If you tried some other implementations and you don't receive the same results reported in the paper, it is because those implementations are WRONG and in some cases INCOMPLETE.
I tested my code with the data provided in the paper and all of my discretization ranges, CACC values and discretized data are the same as in the paper.
The file 'main.m' contains an example which uses the CACC function for discretizing some data used in the paper.
If you find any bugs in my code please report them so that I can fix them.

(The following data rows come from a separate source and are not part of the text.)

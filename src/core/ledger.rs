//! In-memory session ledger
//!
//! This module provides [`MemoryLedger`], the canonical in-memory
//! implementation of the [`LedgerStore`] contract, and
//! [`MemoryTransactionLog`], its append-only history counterpart. Both are
//! used directly in tests and embedded by the CSV-backed stores in
//! [`crate::io::csv_store`], which add durable persistence on top.
//!
//! # Matching Policy
//!
//! Multiple unpaid sessions may coexist for one identity. Lookup scans the
//! identity's sessions in reverse insertion order and returns the first
//! unpaid one: the most recent open session wins. This is the explicit
//! matching policy, not an accident of implementation.

use crate::core::traits::{LedgerStore, TransactionLog};
use crate::types::{Session, SessionId, SettlementError, TransactionRecord};
use chrono::NaiveDateTime;
use rust_decimal::Decimal;
use std::collections::HashMap;

/// In-memory session table with a per-identity index
///
/// Session handles are the insertion index, so they stay stable for the
/// lifetime of the ledger. Sessions are never removed.
#[derive(Debug, Default)]
pub struct MemoryLedger {
    /// All sessions in insertion order
    sessions: Vec<Session>,
    /// Identity -> positions in `sessions`, in insertion order
    by_identity: HashMap<String, Vec<usize>>,
}

impl MemoryLedger {
    /// Create an empty ledger
    pub fn new() -> Self {
        MemoryLedger {
            sessions: Vec::new(),
            by_identity: HashMap::new(),
        }
    }

    /// Rebuild a ledger from previously stored sessions
    ///
    /// Handles are reassigned from insertion order, so callers must load
    /// rows in their original order.
    pub fn from_sessions(rows: Vec<Session>) -> Self {
        let mut ledger = MemoryLedger::new();
        for mut session in rows {
            let index = ledger.sessions.len();
            session.id = index as SessionId;
            ledger
                .by_identity
                .entry(session.identity.clone())
                .or_default()
                .push(index);
            ledger.sessions.push(session);
        }
        ledger
    }

    /// Number of sessions in the ledger
    pub fn len(&self) -> usize {
        self.sessions.len()
    }

    /// Whether the ledger holds no sessions
    pub fn is_empty(&self) -> bool {
        self.sessions.is_empty()
    }
}

impl LedgerStore for MemoryLedger {
    fn record_entry(
        &mut self,
        identity: &str,
        entry_time: NaiveDateTime,
    ) -> Result<SessionId, SettlementError> {
        let index = self.sessions.len();
        let id = index as SessionId;
        self.sessions.push(Session::open(id, identity, entry_time));
        self.by_identity
            .entry(identity.to_string())
            .or_default()
            .push(index);
        Ok(id)
    }

    fn find_open_session(&self, identity: &str) -> Option<Session> {
        let positions = self.by_identity.get(identity)?;
        positions
            .iter()
            .rev()
            .map(|&index| &self.sessions[index])
            .find(|session| !session.paid)
            .cloned()
    }

    fn settle_session(
        &mut self,
        id: SessionId,
        exit_time: NaiveDateTime,
        amount: Decimal,
    ) -> Result<(), SettlementError> {
        let session = self
            .sessions
            .get_mut(id as usize)
            .ok_or_else(|| SettlementError::unknown_session(id))?;

        if session.paid {
            return Err(SettlementError::already_settled(id));
        }

        session.exit_time = Some(exit_time);
        session.amount = Some(amount);
        session.paid = true;
        Ok(())
    }

    fn sessions(&self) -> Vec<Session> {
        self.sessions.clone()
    }
}

/// In-memory append-only transaction history
#[derive(Debug, Default)]
pub struct MemoryTransactionLog {
    records: Vec<TransactionRecord>,
}

impl MemoryTransactionLog {
    /// Create an empty history
    pub fn new() -> Self {
        MemoryTransactionLog {
            records: Vec::new(),
        }
    }

    /// All records in append order
    pub fn records(&self) -> &[TransactionRecord] {
        &self.records
    }
}

impl TransactionLog for MemoryTransactionLog {
    fn append(&mut self, record: &TransactionRecord) -> Result<(), SettlementError> {
        self.records.push(record.clone());
        Ok(())
    }
}

#[cfg(test)]
mod tests {
    use super::*;
    use chrono::NaiveDate;

    fn at(h: u32, m: u32) -> NaiveDateTime {
        NaiveDate::from_ymd_opt(2025, 6, 1)
            .unwrap()
            .and_hms_opt(h, m, 0)
            .unwrap()
    }

    #[test]
    fn test_record_entry_creates_open_session() {
        let mut ledger = MemoryLedger::new();

        let id = ledger.record_entry("RAB123C", at(8, 0)).unwrap();

        let session = ledger.find_open_session("RAB123C").unwrap();
        assert_eq!(session.id, id);
        assert_eq!(session.identity, "RAB123C");
        assert_eq!(session.entry_time, at(8, 0));
        assert!(!session.paid);
        assert_eq!(session.exit_time, None);
        assert_eq!(session.amount, None);
    }

    #[test]
    fn test_find_open_session_unknown_identity() {
        let ledger = MemoryLedger::new();
        assert_eq!(ledger.find_open_session("UNKNOWN"), None);
    }

    #[test]
    fn test_find_open_session_returns_most_recent_unpaid() {
        let mut ledger = MemoryLedger::new();

        // Paid session at T0, then two unpaid entries at T1 and T3.
        let first = ledger.record_entry("RAB123C", at(8, 0)).unwrap();
        ledger
            .settle_session(first, at(9, 0), Decimal::from(200))
            .unwrap();
        ledger.record_entry("RAB123C", at(10, 0)).unwrap();
        let latest = ledger.record_entry("RAB123C", at(12, 0)).unwrap();

        let found = ledger.find_open_session("RAB123C").unwrap();
        assert_eq!(found.id, latest);
        assert_eq!(found.entry_time, at(12, 0));
    }

    #[test]
    fn test_find_open_session_skips_paid_sessions() {
        let mut ledger = MemoryLedger::new();

        let id = ledger.record_entry("RAB123C", at(8, 0)).unwrap();
        ledger
            .settle_session(id, at(9, 0), Decimal::from(200))
            .unwrap();

        assert_eq!(ledger.find_open_session("RAB123C"), None);
    }

    #[test]
    fn test_settle_session_sets_all_fields() {
        let mut ledger = MemoryLedger::new();
        let id = ledger.record_entry("CARD01", at(8, 0)).unwrap();

        ledger
            .settle_session(id, at(9, 30), Decimal::from(300))
            .unwrap();

        let session = &ledger.sessions()[id as usize];
        assert!(session.paid);
        assert_eq!(session.exit_time, Some(at(9, 30)));
        assert_eq!(session.amount, Some(Decimal::from(300)));
        // Entry time untouched by settlement.
        assert_eq!(session.entry_time, at(8, 0));
    }

    #[test]
    fn test_settle_session_twice_is_conflict() {
        let mut ledger = MemoryLedger::new();
        let id = ledger.record_entry("CARD01", at(8, 0)).unwrap();

        ledger
            .settle_session(id, at(9, 0), Decimal::from(200))
            .unwrap();

        // Duplicate acknowledgement delivery must not re-settle.
        let result = ledger.settle_session(id, at(10, 0), Decimal::from(400));
        assert_eq!(result, Err(SettlementError::already_settled(id)));

        // First settlement untouched.
        let session = &ledger.sessions()[id as usize];
        assert_eq!(session.exit_time, Some(at(9, 0)));
        assert_eq!(session.amount, Some(Decimal::from(200)));
    }

    #[test]
    fn test_settle_unknown_session() {
        let mut ledger = MemoryLedger::new();
        let result = ledger.settle_session(99, at(9, 0), Decimal::from(200));
        assert_eq!(result, Err(SettlementError::unknown_session(99)));
    }

    #[test]
    fn test_identities_do_not_interfere() {
        let mut ledger = MemoryLedger::new();
        ledger.record_entry("AAA111A", at(8, 0)).unwrap();
        ledger.record_entry("BBB222B", at(8, 30)).unwrap();

        assert_eq!(
            ledger.find_open_session("AAA111A").unwrap().identity,
            "AAA111A"
        );
        assert_eq!(
            ledger.find_open_session("BBB222B").unwrap().identity,
            "BBB222B"
        );
    }

    #[test]
    fn test_from_sessions_rebuilds_index() {
        let mut original = MemoryLedger::new();
        let first = original.record_entry("RAB123C", at(8, 0)).unwrap();
        original
            .settle_session(first, at(9, 0), Decimal::from(200))
            .unwrap();
        original.record_entry("RAB123C", at(10, 0)).unwrap();

        let rebuilt = MemoryLedger::from_sessions(original.sessions());

        assert_eq!(rebuilt.len(), 2);
        let open = rebuilt.find_open_session("RAB123C").unwrap();
        assert_eq!(open.entry_time, at(10, 0));
        assert!(!open.paid);
    }

    #[test]
    fn test_memory_transaction_log_appends_in_order() {
        let mut log = MemoryTransactionLog::new();

        let record = TransactionRecord {
            identity: "RAB123C".to_string(),
            entry_time: at(8, 0),
            exit_time: at(9, 30),
            duration_hours: Decimal::new(150, 2),
            amount_paid: Decimal::from(300),
        };
        log.append(&record).unwrap();
        log.append(&record).unwrap();

        assert_eq!(log.records().len(), 2);
        assert_eq!(log.records()[0], record);
    }
}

Bug #1 squashed! Thanks to Rahul for his comments about Line #156
Well done for spotting that Guangdi Li's implementation of the CACC discretization algorithm was wrong. As Rahul pointed out, discretization of large datasets will take a lot of time using your code. This computational burden is a direct consequence of the way the method was coded. I implemented the method in Matlab and achieved (on some test examples) a substantial increase in speed (about 45 times). The speed can be farther improved. At the moment, I don't have the time to write a documentation for it but should you agree, I can let you have my files so you can update your code.
That is what I thought, also it seems like your version is O(M^2) where M is the distinct values as you have nested loops when you are adding the inner boundaries. I'm not sure how the paper is achieving O(m log m).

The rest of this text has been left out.